Pull fscrypt updates from Eric Biggers:
 "This is a large update to fs/crypto/ which includes:

   - Add ioctls that add/remove encryption keys to/from a
     filesystem-level keyring.

     These fix user-reported issues where e.g. an encrypted home
     directory can break NetworkManager, sshd, Docker, etc. because they
     don't get access to the needed keyring. These ioctls also provide a
     way to lock encrypted directories that doesn't use the
     vm.drop_caches sysctl, so is faster, more reliable, and doesn't
     always need root.

   - Add a new encryption policy version ("v2") which switches to a more
     standard, secure, and flexible key derivation function, and starts
     verifying that the correct key was supplied before using it.

     The key derivation improvement is needed for its own sake as well
     as for ongoing feature work for which the current way is too
     inflexible.

  Work is in progress to update both Android and the 'fscrypt' userspace
  tool to use both these features. (Working patches are available and
  just need to be reviewed+merged.) Chrome OS will likely use them too.

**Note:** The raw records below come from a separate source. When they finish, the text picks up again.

//! # ferrodm
//!
//! Distributed dense matrices with halo exchange over MPI one-sided
//! windows.
//!
//! A [`DistributedMatrix`] is split into contiguous row blocks, one per
//! process of an MPI communicator. Each process stores its block plus an
//! optional number of ghost ("halo") rows replicated from its neighbors:
//!
//! ```text
//! [ prev halo | owned rows | next halo ]
//! ```
//!
//! Every buffer is exposed through a [`MemoryWindow`] (`MPI_Win_create`); a
//! halo exchange is a pair of `MPI_Get`s from the neighbors followed by a
//! collective `MPI_Win_fence`. Rows are accessed through global-order views
//! that tell local, ghost and remote rows apart, and [`for_each()`] /
//! [`transform()`] apply computations to the rows the calling process owns.
//!
//! [`Runtime`] initializes MPI, owns the process-wide [`WindowRegistry`] and
//! hands out the world [`Communicator`].
//!
//! ## Supported Types
//!
//! All matrices are generic over [`Element`]:
//! `f32`, `f64`, `i32`, `i64`, `u8`, `u32`, `u64`
//!
//! ## Quick Start
//!
//! ```no_run
//! use ferrodm::{DistributedMatrix, GlobalShape, HaloDepth, Runtime};
//!
//! fn main() -> Result<(), ferrodm::Error> {
//!     let runtime = Runtime::init()?;
//!     let world = runtime.world();
//!
//!     // Run with: mpiexec -n 4
//!     let mut m = DistributedMatrix::<f64>::with_halo(
//!         &world,
//!         GlobalShape::new(8, 2),
//!         HaloDepth::symmetric(1),
//!     )?;
//!
//!     // Each process writes only the rows it owns
//!     m.rows_mut().for_each(|mut row| {
//!         let v = row.index() as f64;
//!         row.fill(v);
//!     });
//!
//!     // Refresh ghost rows from the neighbors
//!     m.halo().exchange()?;
//!
//!     let sum: f64 = m.rows().prev_halo().iter().sum();
//!     println!("rank {}: prev halo sums to {sum}", world.rank());
//!
//!     drop(m);
//!     runtime.finalize()
//! }
//! ```

#![warn(missing_docs)]
#![warn(clippy::all)]
#![allow(clippy::missing_errors_doc)]
#![allow(clippy::missing_panics_doc)]
#![allow(clippy::module_name_repetitions)]
#![allow(clippy::must_use_candidate)]
#![allow(clippy::cast_possible_truncation)]
#![allow(clippy::cast_possible_wrap)]
#![allow(clippy::cast_sign_loss)]
#![allow(clippy::cast_precision_loss)]

mod comm;
mod datatype;
pub mod env;
mod error;
mod halo;
mod layout;
mod matrix;
mod mmio;
mod partition;
mod registry;
mod request;
mod row;
mod segment;
mod window;

pub use comm::Communicator;
pub use datatype::{DatatypeTag, Element};
pub use env::LaunchInfo;
pub use error::{Error, Result};
pub use halo::{Exchange, ExchangePlan, HaloExchanger, Transfer};
pub use layout::{GhostLayout, HaloDepth, Region};
pub use matrix::{DistributedMatrix, MatrixBuilder};
pub use mmio::{
    mmread, parse_matrix_market, read_matrix_market, CooMatrix, CsrMatrix, Header, MatrixEntry,
    Symmetry, ValueKind,
};
pub use partition::{partition_rows, GlobalShape, Partition, SegmentShape, ShapePartitioner};
pub use registry::{WindowId, WindowRegistry};
pub use request::GetRequest;
pub use row::{
    for_each, transform, DistributedIter, RowCursor, RowMut, RowSet, RowStorage, RowView, Rows,
    RowsMut, Subrange,
};
pub use segment::{RowKind, Segment};
pub use window::MemoryWindow;

use std::marker::PhantomData;

use mpi::environment::Universe;
use tracing::{info, warn};

/// MPI thread support levels
#[derive(Debug, Clone, Copy, PartialEq, Eq, PartialOrd, Ord)]
pub enum ThreadLevel {
    /// Only single-threaded execution
    Single,
    /// Multi-threaded, but MPI calls only from main thread
    Funneled,
    /// Multi-threaded, but MPI calls serialized by user
    Serialized,
    /// Full multi-threaded support
    Multiple,
}

impl From<ThreadLevel> for mpi::Threading {
    fn from(level: ThreadLevel) -> Self {
        match level {
            ThreadLevel::Single => mpi::Threading::Single,
            ThreadLevel::Funneled => mpi::Threading::Funneled,
            ThreadLevel::Serialized => mpi::Threading::Serialized,
            ThreadLevel::Multiple => mpi::Threading::Multiple,
        }
    }
}

impl From<mpi::Threading> for ThreadLevel {
    fn from(level: mpi::Threading) -> Self {
        match level {
            mpi::Threading::Single => ThreadLevel::Single,
            mpi::Threading::Funneled => ThreadLevel::Funneled,
            mpi::Threading::Serialized => ThreadLevel::Serialized,
            mpi::Threading::Multiple => ThreadLevel::Multiple,
        }
    }
}

/// MPI environment handle.
///
/// This type represents an initialized MPI environment. There can only be one
/// instance of this type per process. It owns the process-wide
/// [`WindowRegistry`] shared by every communicator derived from
/// [`world()`](Self::world). When dropped, it finalizes MPI.
///
/// # Example
///
/// ```no_run
/// use ferrodm::Runtime;
///
/// let runtime = Runtime::init().expect("Failed to initialize MPI");
/// let world = runtime.world();
/// println!("Running on {} processes", world.size());
/// // Checks that no window leaked, then finalizes MPI
/// runtime.finalize().expect("windows leaked");
/// ```
pub struct Runtime {
    universe: Universe,
    thread_level: ThreadLevel,
    registry: WindowRegistry,
    launch: LaunchInfo,
    /// Marker to make Runtime !Send and !Sync
    _marker: PhantomData<*const ()>,
}

impl Runtime {
    /// Initialize MPI with single-threaded support.
    ///
    /// # Errors
    ///
    /// Returns [`Error::AlreadyInitialized`] if MPI is already initialized.
    pub fn init() -> Result<Self> {
        Self::init_thread(ThreadLevel::Single)
    }

    /// Initialize MPI with the specified thread support level.
    ///
    /// The level actually provided can be queried with
    /// [`thread_level()`](Self::thread_level).
    ///
    /// # Errors
    ///
    /// Returns [`Error::AlreadyInitialized`] if MPI is already initialized.
    pub fn init_thread(required: ThreadLevel) -> Result<Self> {
        let (universe, provided) =
            mpi::initialize_with_threading(required.into()).ok_or(Error::AlreadyInitialized)?;

        let launch = LaunchInfo::from_env();
        let world = universe.world();
        let (rank, size) = (
            mpi::topology::Communicator::rank(&world),
            mpi::topology::Communicator::size(&world),
        );
        info!(
            rank,
            size,
            slurm = launch.slurm_job,
            local_rank = ?launch.local_rank,
            "MPI initialized"
        );
        if let Some(expected) = launch.mismatch(size as usize) {
            warn!(expected, size, "group size differs from the launch environment");
        }

        Ok(Runtime {
            universe,
            thread_level: provided.into(),
            registry: WindowRegistry::new(),
            launch,
            _marker: PhantomData,
        })
    }

    /// Get the thread support level that was provided.
    pub fn thread_level(&self) -> ThreadLevel {
        self.thread_level
    }

    /// The launch context read at initialization.
    pub fn launch(&self) -> &LaunchInfo {
        &self.launch
    }

    /// The process-wide registry of live memory windows.
    pub fn registry(&self) -> &WindowRegistry {
        &self.registry
    }

    /// Communicator over every process of the job.
    pub fn world(&self) -> Communicator {
        Communicator::new(self.universe.world(), self.registry.clone())
    }

    /// Teardown check, then finalize MPI.
    ///
    /// # Errors
    ///
    /// [`Error::Resource`] if a memory window is still registered. MPI is
    /// finalized either way.
    pub fn finalize(self) -> Result<()> {
        self.registry.check_empty()
    }
}

impl Drop for Runtime {
    fn drop(&mut self) {
        if !self.registry.is_empty() {
            warn!(windows = ?self.registry.active(), "finalizing MPI with live windows");
        }
    }
}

  This has also been tested on ext4, f2fs, and ubifs with xfstests --
  both the existing encryption tests, and the new tests for this. This
  has also been in linux-next since Aug 16 with no reported issues. I'm
  also using an fscrypt v2-encrypted home directory on my personal
  desktop"

* tag 'fscrypt-for-linus' of git://git.kernel.org/pub/scm/fs/fscrypt/fscrypt: (27 commits)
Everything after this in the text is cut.